◆ **Records supplied**
------------------------------------------------------------------------
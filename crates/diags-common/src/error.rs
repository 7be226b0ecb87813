//! Error types for climate diagnostics.

use thiserror::Error;

/// Result type alias using DiagsError.
pub type DiagsResult<T> = Result<T, DiagsError>;

/// Primary error type for diagnostics operations.
#[derive(Debug, Error)]
pub enum DiagsError {
    // === Field Errors ===
    #[error("Cannot convert units from '{from}' to '{to}': {reason}")]
    UnitConversion {
        from: String,
        to: String,
        reason: String,
    },

    #[error("Shape mismatch: expected {expected:?}, got {actual:?}")]
    ShapeMismatch {
        expected: Vec<usize>,
        actual: Vec<usize>,
    },

    #[error("Invalid field: {0}")]
    InvalidField(String),

    #[error("Invalid region '{name}': {message}")]
    InvalidRegion { name: String, message: String },

    #[error("Invalid contour levels: {0}")]
    InvalidLevels(String),

    // === Configuration Errors ===
    #[error("Invalid parameter value for '{param}': {message}")]
    InvalidParameter { param: String, message: String },

    #[error("Unsupported plotting backend: {0}")]
    UnsupportedBackend(String),

    #[error("Unknown diagnostic set: {0}")]
    UnknownSet(String),

    #[error("Unknown colormap: {0}")]
    UnknownColormap(String),

    #[error("Requested output format not supported: {0}")]
    UnsupportedFormat(String),

    #[error("Configuration error: {0}")]
    Config(String),

    // === Data / Output Errors ===
    #[error("Failed to read data: {0}")]
    DataReadError(String),

    #[error("Rendering failed: {0}")]
    RenderError(String),

    #[error("I/O error: {0}")]
    Io(#[from] std::io::Error),
}

impl DiagsError {
    /// Shorthand for an `InvalidParameter` error.
    pub fn invalid_parameter(param: impl Into<String>, message: impl Into<String>) -> Self {
        DiagsError::InvalidParameter {
            param: param.into(),
            message: message.into(),
        }
    }

    /// True for errors caused by user configuration rather than data or I/O.
    pub fn is_configuration_error(&self) -> bool {
        matches!(
            self,
            DiagsError::InvalidParameter { .. }
                | DiagsError::UnsupportedBackend(_)
                | DiagsError::UnknownSet(_)
                | DiagsError::UnknownColormap(_)
                | DiagsError::UnsupportedFormat(_)
                | DiagsError::InvalidRegion { .. }
                | DiagsError::InvalidLevels(_)
                | DiagsError::Config(_)
        )
    }
}

impl From<serde_json::Error> for DiagsError {
    fn from(err: serde_json::Error) -> Self {
        DiagsError::Config(format!("JSON error: {}", err))
    }
}
//! ---
//! flt_section: "01-core-functionality"
//! flt_subsection: "binary"
//! flt_type: "source"
//! flt_scope: "code"
//! flt_description: "Binary entrypoint for the Faultline daemon."
//! flt_version: "v0.0.0-prealpha"
//! flt_owner: "tbd"
//! ---
use std::path::PathBuf;
use std::sync::Arc;
use std::time::Instant;

use anyhow::Result;
use clap::{Parser, Subcommand};
use faultline_common::config::AppConfig;
use faultline_common::logging::init_tracing;
use faultline_metrics::{
    new_registry, spawn_http_server, DaemonMetrics, MonitorMetrics, PollerMetrics,
};
use faultline_monitor::{CriterionFactoryRegistry, Monitor};
use faultline_store::ExperimentStore;
use faultline_xds::{
    GeneratorRegistry, InMemorySnapshotCache, Poller, PollerOptions, ResourceNameTracker,
};
use tokio::signal;
use tokio::sync::broadcast;
use tracing::{info, warn};

#[derive(Debug, Parser)]
#[command(
    author,
    version,
    about = "Faultline daemon",
    long_about = None
)]
struct Cli {
    #[arg(long, value_name = "FILE", help = "Path to configuration file")]
    config: Option<PathBuf>,

    #[command(subcommand)]
    command: Option<Commands>,
}

#[derive(Debug, Subcommand)]
enum Commands {
    #[command(about = "Run the control plane")]
    Run,
    #[command(about = "Load and validate configuration, then exit")]
    ConfigCheck,
}

#[tokio::main]
async fn main() -> Result<()> {
    let cli = Cli::parse();

    let mut candidates = Vec::new();
    if let Some(path) = &cli.config {
        candidates.push(path.clone());
    }
    candidates.push(PathBuf::from("configs/faultline.prod.toml"));
    candidates.push(PathBuf::from("configs/faultline.dev.toml"));

    let load_started = Instant::now();
    let loaded_config = AppConfig::load_with_source(&candidates)?;
    let config = loaded_config.config;
    let load_duration = load_started.elapsed();

    match cli.command.unwrap_or(Commands::Run) {
        Commands::Run => run_daemon(config, loaded_config.source, load_duration).await,
        Commands::ConfigCheck => {
            println!("configuration ok: {}", loaded_config.source.display());
            Ok(())
        }
    }
}

async fn run_daemon(
    config: AppConfig,
    config_path: PathBuf,
    load_duration: std::time::Duration,
) -> Result<()> {
    init_tracing("faultlined", &config.logging)?;
    info!(config = %config_path.display(), "configuration loaded");

    let metrics_registry = new_registry();
    let daemon_metrics = DaemonMetrics::new(metrics_registry.clone())?;
    daemon_metrics.observe_config_load(load_duration.as_secs_f64());
    daemon_metrics.inc_start();

    let metrics_server = if config.metrics.enabled {
        info!(address = %config.metrics.listen, "metrics exporter enabled");
        Some(spawn_http_server(
            metrics_registry.clone(),
            config.metrics.listen,
        )?)
    } else {
        info!("metrics exporter disabled by configuration");
        None
    };

    // Transformations and generators are registered before the store
    // and registry are shared; duplicate registrations abort startup.
    let mut store = ExperimentStore::open(&config.storage.path)?;
    faultline_faults::server::register_transformation(&mut store)?;
    faultline_faults::redis::register_transformation(&mut store)?;
    let store = Arc::new(store);

    let mut generators = GeneratorRegistry::new();
    faultline_faults::server::register_generators(&mut generators, &config.poller.ecds_resource_name)?;
    faultline_faults::redis::register_generators(&mut generators)?;
    let generators = Arc::new(generators);

    let cache = Arc::new(InMemorySnapshotCache::new());
    let tracker = Arc::new(ResourceNameTracker::new());
    for cluster in &config.poller.ecds_clusters {
        cache.register_cluster(cluster);
    }

    let (shutdown_tx, _) = broadcast::channel(1);

    let poller = Poller::new(
        store.clone(),
        cache.clone(),
        generators,
        tracker,
        PollerOptions::from_settings(&config.poller),
        PollerMetrics::new(metrics_registry.clone())?,
    );
    let poller_shutdown = shutdown_tx.subscribe();
    let poller_task = tokio::spawn(async move { poller.run(poller_shutdown).await });

    let mut monitor_tasks = Vec::new();
    if config.monitor.enabled {
        let monitor = Monitor::from_settings(
            store.clone(),
            &config.monitor,
            &CriterionFactoryRegistry::with_builtins(),
            MonitorMetrics::new(metrics_registry.clone())?,
        )?;
        monitor_tasks = monitor.spawn(&shutdown_tx);
    } else {
        info!("termination monitor disabled by configuration");
    }

    info!("daemon running; waiting for termination signal");
    signal::ctrl_c().await?;
    info!("ctrl-c received; shutting down");
    let _ = shutdown_tx.send(());

    if let Err(err) = poller_task.await {
        warn!(error = %err, "poller task did not shut down cleanly");
    }
    for task in monitor_tasks {
        if let Err(err) = task.await {
            warn!(error = %err, "monitor task did not shut down cleanly");
        }
    }

    if let Some(server) = metrics_server {
        server.shutdown().await?;
    }

    Ok(())
}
------------------------------------------------------------------------
◆ **Work instruction**
Reproduce, line for line, the material, starting at its first line, and end once the line holding "parameter value for" has been output.

◆ **Completed task**
filename crates/diags-common/src/error.rs
repository 7be226b0ecb87813
//! Error types for climate diagnostics.

use thiserror::Error;

/// Result type alias using DiagsError.
pub type DiagsResult<T> = Result<T, DiagsError>;

/// Primary error type for diagnostics operations.
#[derive(Debug, Error)]
pub enum DiagsError {
    // === Field Errors ===
    #[error("Cannot convert units from '{from}' to '{to}': {reason}")]
    UnitConversion {
        from: String,
        to: String,
        reason: String,
    },

    #[error("Shape mismatch: expected {expected:?}, got {actual:?}")]
    ShapeMismatch {
        expected: Vec<usize>,
        actual: Vec<usize>,
    },

    #[error("Invalid field: {0}")]
    InvalidField(String),

    #[error("Invalid region '{name}': {message}")]
    InvalidRegion { name: String, message: String },

    #[error("Invalid contour levels: {0}")]
    InvalidLevels(String),

    // === Configuration Errors ===
    #[error("Invalid parameter value for '{param}': {message}")]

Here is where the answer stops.